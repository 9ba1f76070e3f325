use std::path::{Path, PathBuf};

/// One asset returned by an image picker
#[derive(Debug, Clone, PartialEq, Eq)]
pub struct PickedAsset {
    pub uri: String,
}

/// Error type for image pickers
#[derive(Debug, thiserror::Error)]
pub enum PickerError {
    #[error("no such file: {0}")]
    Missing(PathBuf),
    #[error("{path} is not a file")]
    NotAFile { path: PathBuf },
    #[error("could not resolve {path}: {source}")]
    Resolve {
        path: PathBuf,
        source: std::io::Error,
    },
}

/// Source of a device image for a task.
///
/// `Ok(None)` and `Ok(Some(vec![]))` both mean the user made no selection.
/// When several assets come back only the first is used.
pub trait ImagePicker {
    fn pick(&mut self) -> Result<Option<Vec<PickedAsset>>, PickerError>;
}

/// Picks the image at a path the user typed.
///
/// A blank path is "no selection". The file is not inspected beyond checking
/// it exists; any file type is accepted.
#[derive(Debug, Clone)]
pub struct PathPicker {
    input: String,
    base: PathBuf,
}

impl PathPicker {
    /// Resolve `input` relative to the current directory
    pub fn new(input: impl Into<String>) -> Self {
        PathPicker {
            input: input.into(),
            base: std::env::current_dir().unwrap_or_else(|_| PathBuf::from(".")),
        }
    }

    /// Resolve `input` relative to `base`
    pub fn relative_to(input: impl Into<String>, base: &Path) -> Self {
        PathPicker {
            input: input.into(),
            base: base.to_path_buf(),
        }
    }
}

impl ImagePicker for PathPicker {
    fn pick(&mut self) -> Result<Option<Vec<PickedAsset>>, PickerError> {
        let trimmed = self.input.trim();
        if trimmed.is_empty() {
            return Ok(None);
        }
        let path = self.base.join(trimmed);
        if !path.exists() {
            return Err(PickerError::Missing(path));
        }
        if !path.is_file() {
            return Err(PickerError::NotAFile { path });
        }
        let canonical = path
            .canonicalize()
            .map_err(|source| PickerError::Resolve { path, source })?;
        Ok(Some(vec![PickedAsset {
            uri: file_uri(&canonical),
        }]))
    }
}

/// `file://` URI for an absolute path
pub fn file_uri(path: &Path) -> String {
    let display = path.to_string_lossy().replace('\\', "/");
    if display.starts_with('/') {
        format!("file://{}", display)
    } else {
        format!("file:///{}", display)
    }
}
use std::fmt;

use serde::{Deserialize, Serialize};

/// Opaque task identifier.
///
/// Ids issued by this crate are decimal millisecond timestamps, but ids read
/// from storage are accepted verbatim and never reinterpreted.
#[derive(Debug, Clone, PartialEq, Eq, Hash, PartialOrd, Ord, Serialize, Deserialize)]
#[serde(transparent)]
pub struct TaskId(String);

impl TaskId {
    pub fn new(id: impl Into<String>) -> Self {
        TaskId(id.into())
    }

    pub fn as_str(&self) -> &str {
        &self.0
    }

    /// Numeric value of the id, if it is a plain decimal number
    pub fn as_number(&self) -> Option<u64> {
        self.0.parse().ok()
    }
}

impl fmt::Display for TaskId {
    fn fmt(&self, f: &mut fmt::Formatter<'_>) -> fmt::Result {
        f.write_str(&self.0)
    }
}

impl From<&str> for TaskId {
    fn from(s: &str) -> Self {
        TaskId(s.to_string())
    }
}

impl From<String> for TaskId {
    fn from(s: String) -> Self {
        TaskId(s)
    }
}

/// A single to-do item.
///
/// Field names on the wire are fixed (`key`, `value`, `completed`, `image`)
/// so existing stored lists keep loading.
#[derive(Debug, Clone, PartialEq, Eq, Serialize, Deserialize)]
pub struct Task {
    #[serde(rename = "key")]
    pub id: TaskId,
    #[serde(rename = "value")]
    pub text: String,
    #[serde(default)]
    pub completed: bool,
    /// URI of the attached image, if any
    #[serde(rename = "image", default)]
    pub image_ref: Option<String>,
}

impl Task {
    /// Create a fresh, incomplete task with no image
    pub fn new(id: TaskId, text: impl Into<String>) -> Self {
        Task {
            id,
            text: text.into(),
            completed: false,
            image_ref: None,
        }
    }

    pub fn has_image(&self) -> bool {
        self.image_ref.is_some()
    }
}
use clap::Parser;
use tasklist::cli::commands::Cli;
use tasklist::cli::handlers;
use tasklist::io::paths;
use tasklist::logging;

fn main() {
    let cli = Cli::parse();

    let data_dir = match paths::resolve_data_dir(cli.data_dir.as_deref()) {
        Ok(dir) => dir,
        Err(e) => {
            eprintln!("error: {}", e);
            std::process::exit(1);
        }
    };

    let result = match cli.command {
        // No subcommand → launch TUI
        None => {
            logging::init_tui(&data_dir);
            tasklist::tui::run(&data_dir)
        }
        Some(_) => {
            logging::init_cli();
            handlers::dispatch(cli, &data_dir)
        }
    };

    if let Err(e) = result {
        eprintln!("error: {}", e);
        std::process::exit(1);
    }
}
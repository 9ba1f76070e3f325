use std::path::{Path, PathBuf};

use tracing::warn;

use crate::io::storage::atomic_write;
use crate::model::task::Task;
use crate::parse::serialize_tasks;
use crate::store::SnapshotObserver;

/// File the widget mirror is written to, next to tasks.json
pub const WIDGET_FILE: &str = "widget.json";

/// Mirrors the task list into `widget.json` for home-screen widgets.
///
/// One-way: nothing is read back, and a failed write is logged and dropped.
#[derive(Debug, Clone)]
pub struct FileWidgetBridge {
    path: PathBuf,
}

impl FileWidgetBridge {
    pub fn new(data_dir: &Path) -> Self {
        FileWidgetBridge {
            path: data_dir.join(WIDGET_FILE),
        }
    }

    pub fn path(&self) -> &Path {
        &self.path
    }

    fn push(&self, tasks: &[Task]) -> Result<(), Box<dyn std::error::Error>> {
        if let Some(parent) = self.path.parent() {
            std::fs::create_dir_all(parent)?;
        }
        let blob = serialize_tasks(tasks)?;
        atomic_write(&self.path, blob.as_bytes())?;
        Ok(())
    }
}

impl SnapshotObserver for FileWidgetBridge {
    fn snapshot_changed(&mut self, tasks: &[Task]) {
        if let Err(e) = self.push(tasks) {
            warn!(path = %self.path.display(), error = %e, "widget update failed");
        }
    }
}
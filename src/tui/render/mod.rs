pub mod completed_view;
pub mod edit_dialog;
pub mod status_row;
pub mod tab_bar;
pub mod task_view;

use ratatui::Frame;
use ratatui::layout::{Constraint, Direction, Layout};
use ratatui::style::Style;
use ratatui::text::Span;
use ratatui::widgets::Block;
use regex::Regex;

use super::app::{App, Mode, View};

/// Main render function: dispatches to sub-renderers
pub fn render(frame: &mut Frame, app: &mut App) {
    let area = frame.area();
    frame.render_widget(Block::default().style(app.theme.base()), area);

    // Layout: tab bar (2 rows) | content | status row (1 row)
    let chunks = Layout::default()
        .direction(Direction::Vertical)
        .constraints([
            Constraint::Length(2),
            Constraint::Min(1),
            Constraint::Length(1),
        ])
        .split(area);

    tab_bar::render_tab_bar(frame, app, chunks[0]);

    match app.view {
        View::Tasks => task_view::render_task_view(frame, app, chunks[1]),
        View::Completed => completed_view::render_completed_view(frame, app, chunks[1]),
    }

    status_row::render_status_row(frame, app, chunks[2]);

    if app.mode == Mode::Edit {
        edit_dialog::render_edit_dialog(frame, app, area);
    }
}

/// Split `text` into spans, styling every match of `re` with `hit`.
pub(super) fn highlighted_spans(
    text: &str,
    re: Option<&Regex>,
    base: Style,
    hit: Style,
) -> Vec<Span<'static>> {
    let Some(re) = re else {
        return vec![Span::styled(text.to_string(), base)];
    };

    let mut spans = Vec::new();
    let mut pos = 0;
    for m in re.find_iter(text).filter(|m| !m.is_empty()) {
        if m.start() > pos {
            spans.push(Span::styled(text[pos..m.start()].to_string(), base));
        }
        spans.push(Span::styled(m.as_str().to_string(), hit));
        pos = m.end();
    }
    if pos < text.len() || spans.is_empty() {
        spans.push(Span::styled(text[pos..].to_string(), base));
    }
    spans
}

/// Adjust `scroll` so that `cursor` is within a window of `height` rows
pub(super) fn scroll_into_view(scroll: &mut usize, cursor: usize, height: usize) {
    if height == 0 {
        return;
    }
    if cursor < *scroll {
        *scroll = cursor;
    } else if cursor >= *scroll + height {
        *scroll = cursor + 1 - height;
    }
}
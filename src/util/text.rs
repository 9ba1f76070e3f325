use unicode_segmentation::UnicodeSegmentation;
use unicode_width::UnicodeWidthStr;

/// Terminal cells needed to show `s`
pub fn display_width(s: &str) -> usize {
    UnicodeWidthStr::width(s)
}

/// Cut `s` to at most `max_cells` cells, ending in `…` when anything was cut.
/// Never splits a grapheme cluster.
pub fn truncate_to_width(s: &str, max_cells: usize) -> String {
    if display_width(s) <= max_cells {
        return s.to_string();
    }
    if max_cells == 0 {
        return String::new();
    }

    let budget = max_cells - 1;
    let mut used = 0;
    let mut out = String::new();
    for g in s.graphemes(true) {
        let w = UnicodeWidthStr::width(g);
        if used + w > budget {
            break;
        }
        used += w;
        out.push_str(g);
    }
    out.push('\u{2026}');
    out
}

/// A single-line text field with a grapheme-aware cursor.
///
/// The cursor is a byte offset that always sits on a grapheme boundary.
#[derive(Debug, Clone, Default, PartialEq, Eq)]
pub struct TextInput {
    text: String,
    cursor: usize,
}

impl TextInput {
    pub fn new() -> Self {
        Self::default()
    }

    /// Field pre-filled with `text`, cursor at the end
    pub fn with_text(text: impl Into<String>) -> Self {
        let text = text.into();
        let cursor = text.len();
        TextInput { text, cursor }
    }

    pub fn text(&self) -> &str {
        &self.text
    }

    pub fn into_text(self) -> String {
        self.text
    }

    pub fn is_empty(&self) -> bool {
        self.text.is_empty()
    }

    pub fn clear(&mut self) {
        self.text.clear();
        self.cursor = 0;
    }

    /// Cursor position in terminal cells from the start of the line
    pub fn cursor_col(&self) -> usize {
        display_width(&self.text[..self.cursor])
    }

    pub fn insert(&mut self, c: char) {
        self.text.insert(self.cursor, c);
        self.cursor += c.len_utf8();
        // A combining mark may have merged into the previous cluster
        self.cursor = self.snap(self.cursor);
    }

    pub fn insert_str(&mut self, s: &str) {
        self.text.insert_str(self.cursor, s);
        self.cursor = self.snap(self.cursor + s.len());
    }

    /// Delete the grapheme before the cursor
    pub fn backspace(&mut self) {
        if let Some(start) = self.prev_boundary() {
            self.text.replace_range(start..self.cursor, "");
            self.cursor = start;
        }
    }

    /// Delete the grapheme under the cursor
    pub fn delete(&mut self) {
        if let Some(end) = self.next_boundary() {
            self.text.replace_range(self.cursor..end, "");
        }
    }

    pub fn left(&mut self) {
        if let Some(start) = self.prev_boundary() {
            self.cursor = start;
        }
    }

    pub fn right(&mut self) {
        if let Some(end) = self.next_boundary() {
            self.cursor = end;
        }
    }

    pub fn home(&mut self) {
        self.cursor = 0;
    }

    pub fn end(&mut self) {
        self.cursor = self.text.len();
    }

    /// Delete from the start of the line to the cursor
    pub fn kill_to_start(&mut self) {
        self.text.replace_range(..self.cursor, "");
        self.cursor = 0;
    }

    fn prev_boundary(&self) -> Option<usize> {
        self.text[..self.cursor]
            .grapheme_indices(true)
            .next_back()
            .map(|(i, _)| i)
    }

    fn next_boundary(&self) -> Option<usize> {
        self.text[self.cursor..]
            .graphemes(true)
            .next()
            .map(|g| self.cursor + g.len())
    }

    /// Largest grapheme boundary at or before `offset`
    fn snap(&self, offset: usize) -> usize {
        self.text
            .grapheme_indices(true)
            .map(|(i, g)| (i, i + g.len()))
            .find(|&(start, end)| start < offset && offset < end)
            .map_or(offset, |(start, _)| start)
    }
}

========================================================================

In the listing above, find every line with the string "area" and state how many there are, with no other words.

*Answer space*. 4